I suspect the first thing you though of when I started this post was save mod AP. I don't mind save mod AP in the abstract, but in 8e-10e there was so much AP that things very rarely rolled their armor save since it was so easy to push them back to their 4++/5++ Inv. AoS 1e-2e and Old World smooshed the AP down a lot, where anything spammable was never really better than -1 and -2/-3 were extremely rare and fancy, but there you end up smooshing a lot of stat granularity.

Without moving to save mods HH2/3's use of "breaching" makes the impact of anti-2+ weapons less dramatic, so they're not as expensive and easier/less swingy to take in your list.

And the third major approach is just to back off on using 2+ armor at all. AoS 1e/2e didn't really have anything with base 2+, Old World knocked out the +1 save for horses so shock cavalry that wasn't in the maximally expensive tier was stuck with a 3+. Back in 3e/4e 2+ armor was very, very expensive, and almost unavailable to models that moved more than 6" a turn.
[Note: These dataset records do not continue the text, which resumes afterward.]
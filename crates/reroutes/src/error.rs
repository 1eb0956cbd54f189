//! CLI error types with miette diagnostics.
//!
//! Maps core errors into user-facing errors with actionable help text.

use miette::Diagnostic;
use thiserror::Error;

use reroutes_core::{PatternError, RerouteError};

/// Process exit codes.
pub mod exit_code {
    pub const GENERAL: i32 = 1;
    pub const USAGE: i32 = 2;
    pub const NOT_FOUND: i32 = 4;
    pub const TIMEOUT: i32 = 8;
}

#[derive(Debug, Error, Diagnostic)]
pub enum CliError {
    // ── Script ───────────────────────────────────────────────────────

    #[error("Replay script not found: {path}")]
    #[diagnostic(
        code(reroutes::script_not_found),
        help("Pass the path of a TOML file with `key`, `base` and `[[steps]]` tables.")
    )]
    ScriptNotFound { path: String },

    #[error(transparent)]
    #[diagnostic(code(reroutes::config))]
    Config(Box<figment::Error>),

    #[error("Invalid value for {field}: {reason}")]
    #[diagnostic(code(reroutes::validation))]
    Validation { field: String, reason: String },

    // ── Engine ───────────────────────────────────────────────────────

    #[error("Step {step} ({op}) did not settle within {millis}ms")]
    #[diagnostic(
        code(reroutes::settle_timeout),
        help("Raise `settle_timeout_ms` in the script or pass --settle-timeout-ms.")
    )]
    SettleTimeout { step: usize, op: String, millis: u64 },

    #[error(transparent)]
    #[diagnostic(code(reroutes::reroute))]
    Reroute(#[from] RerouteError),

    // ── Patterns ─────────────────────────────────────────────────────

    #[error("Invalid pattern {pattern:?}")]
    #[diagnostic(
        code(reroutes::pattern),
        help("Parameters look like `:name`, custom patterns like `(\\d+)`, groups like `{{-:rev}}?`.")
    )]
    Pattern {
        pattern: String,
        #[source]
        source: PatternError,
    },

    #[error("No path matched {pattern:?}")]
    #[diagnostic(code(reroutes::no_match))]
    NoMatch { pattern: String },

    // ── IO / Serialization ───────────────────────────────────────────

    #[error(transparent)]
    Io(#[from] std::io::Error),

    #[error("Could not serialize output: {0}")]
    #[diagnostic(code(reroutes::json))]
    Json(#[from] serde_json::Error),

    #[error("Could not serialize output: {0}")]
    #[diagnostic(code(reroutes::yaml))]
    Yaml(#[from] serde_yaml::Error),
}

impl From<figment::Error> for CliError {
    fn from(err: figment::Error) -> Self {
        Self::Config(Box::new(err))
    }
}

impl CliError {
    /// Map this error to an exit code for process termination.
    pub fn exit_code(&self) -> i32 {
        match self {
            Self::ScriptNotFound { .. } => exit_code::NOT_FOUND,
            Self::Validation { .. } | Self::Pattern { .. } | Self::Config(_) => exit_code::USAGE,
            Self::SettleTimeout { .. } => exit_code::TIMEOUT,
            _ => exit_code::GENERAL,
        }
    }
}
Which brings us back to Gets Hot. I know there are lore reasons for it, but mechanically its main function is to offer a downside to a specific class of big, powerful weapons that are too good against too many targets. There are two problems with this: a) it'd probably be easier just to back off on making your weapon good against too many targets, and b) the implementation of Gets Hot is often hostile to fast-rolling, since I need to know which specific mini rolled the 1. When we were talking single plasma guns in Tactical squads in 4e it wasn't terrible, but by the time we get to the modern Hellblaster squad it's very obnoxious.
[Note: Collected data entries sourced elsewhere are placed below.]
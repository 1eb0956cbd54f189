//! Keeps an imperative navigation history and a single-writer state store in
//! sync, one namespaced instance per routing base.
//!
//! - **[`Reroute`]**: the per-key bundle. Its [`ActionCreators`] build
//!   namespaced intents (`push`, `replace`, `go`, `go_back`, `go_forward`),
//!   [`Reroute::attachment`] binds it to a routing context, and
//!   [`Reroute::location_changed_matcher`] builds the match predicate.
//!
//! - **[`Store`]**: namespaced [`RerouteState`] slices behind one dispatch
//!   lock. Registering an instance spawns its coordinator, a tokio task that
//!   owns the instance's [`HistoryChannel`], re-opens it on every root-take,
//!   relays history changes as `locationChanged` and forwards intents to the
//!   [`History`] facility.
//!
//! - **[`History`]**: the facility boundary. [`MemoryHistory`] is an
//!   in-memory implementation.
//!
//! - **[`selectors`]**: borrowed projections of a [`RerouteState`].
//!
//! ```no_run
//! use reroutes_core::{HistoryHandle, MemoryHistory, Reroute, RouterContext, Store};
//!
//! # async fn demo() -> Result<(), reroutes_core::RerouteError> {
//! let store = Store::new();
//! let history = HistoryHandle::new(MemoryHistory::new());
//! let reroute = Reroute::new("main");
//!
//! let mut attachment = reroute.attachment();
//! attachment.render(&store, &RouterContext::at(history, "/app"))?;
//!
//! store.dispatch(reroute.actions().push("/settings"));
//! let state = reroute.wait_for(&store, |s| !s.transitioning).await?;
//! assert_eq!(state.location.pathname, "/app/settings");
//! # Ok(())
//! # }
//! ```

pub mod action;
pub mod attach;
pub mod bridge;
pub mod coordinator;
pub mod error;
pub mod history;
pub mod matcher;
pub mod model;
pub mod pattern;
pub mod reroute;
pub mod selectors;
pub mod slice;
pub mod store;
pub mod stream;

// ── Primary re-exports ──────────────────────────────────────────────
pub use action::{Action, ActionCreators, NAMESPACE_PREFIX, RerouteAction};
pub use attach::{Attachment, RouteContext, RouterContext};
pub use bridge::{HistoryChannel, LocationEvent};
pub use coordinator::{CoordinatorState, NavigationFailure};
pub use error::{HistoryError, PatternError, RerouteError};
pub use history::{History, HistoryHandle, Listener, MemoryHistory, Unlisten};
pub use matcher::LocationChangedMatcher;
pub use model::{HistoryAction, Location, LocationAction, join_paths};
pub use pattern::{Key, MatchOptions, Modifier, PathMatch, PathPattern};
pub use reroute::Reroute;
pub use slice::{RerouteState, reduce};
pub use store::Store;
pub use stream::StateStream;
My first instinct is to just drop Gets Hot from the design space. I don't know if the decision of whether to fire the Gets Hot weapon or not is interesting; pre-8e I've never seen anyone ever choose not to fire the plasma gun because of the risk of exploding, and post-8e it's just a really basic set of stat gates where if the target has more T/W than some threshold you fire the bigger stat mode, but presenting it as a decision is enough to make sit down and think they should be doing some math at the table, which ends up slowing the game down.

Balanced Game: Noun. A game in which all options and choices are worth using.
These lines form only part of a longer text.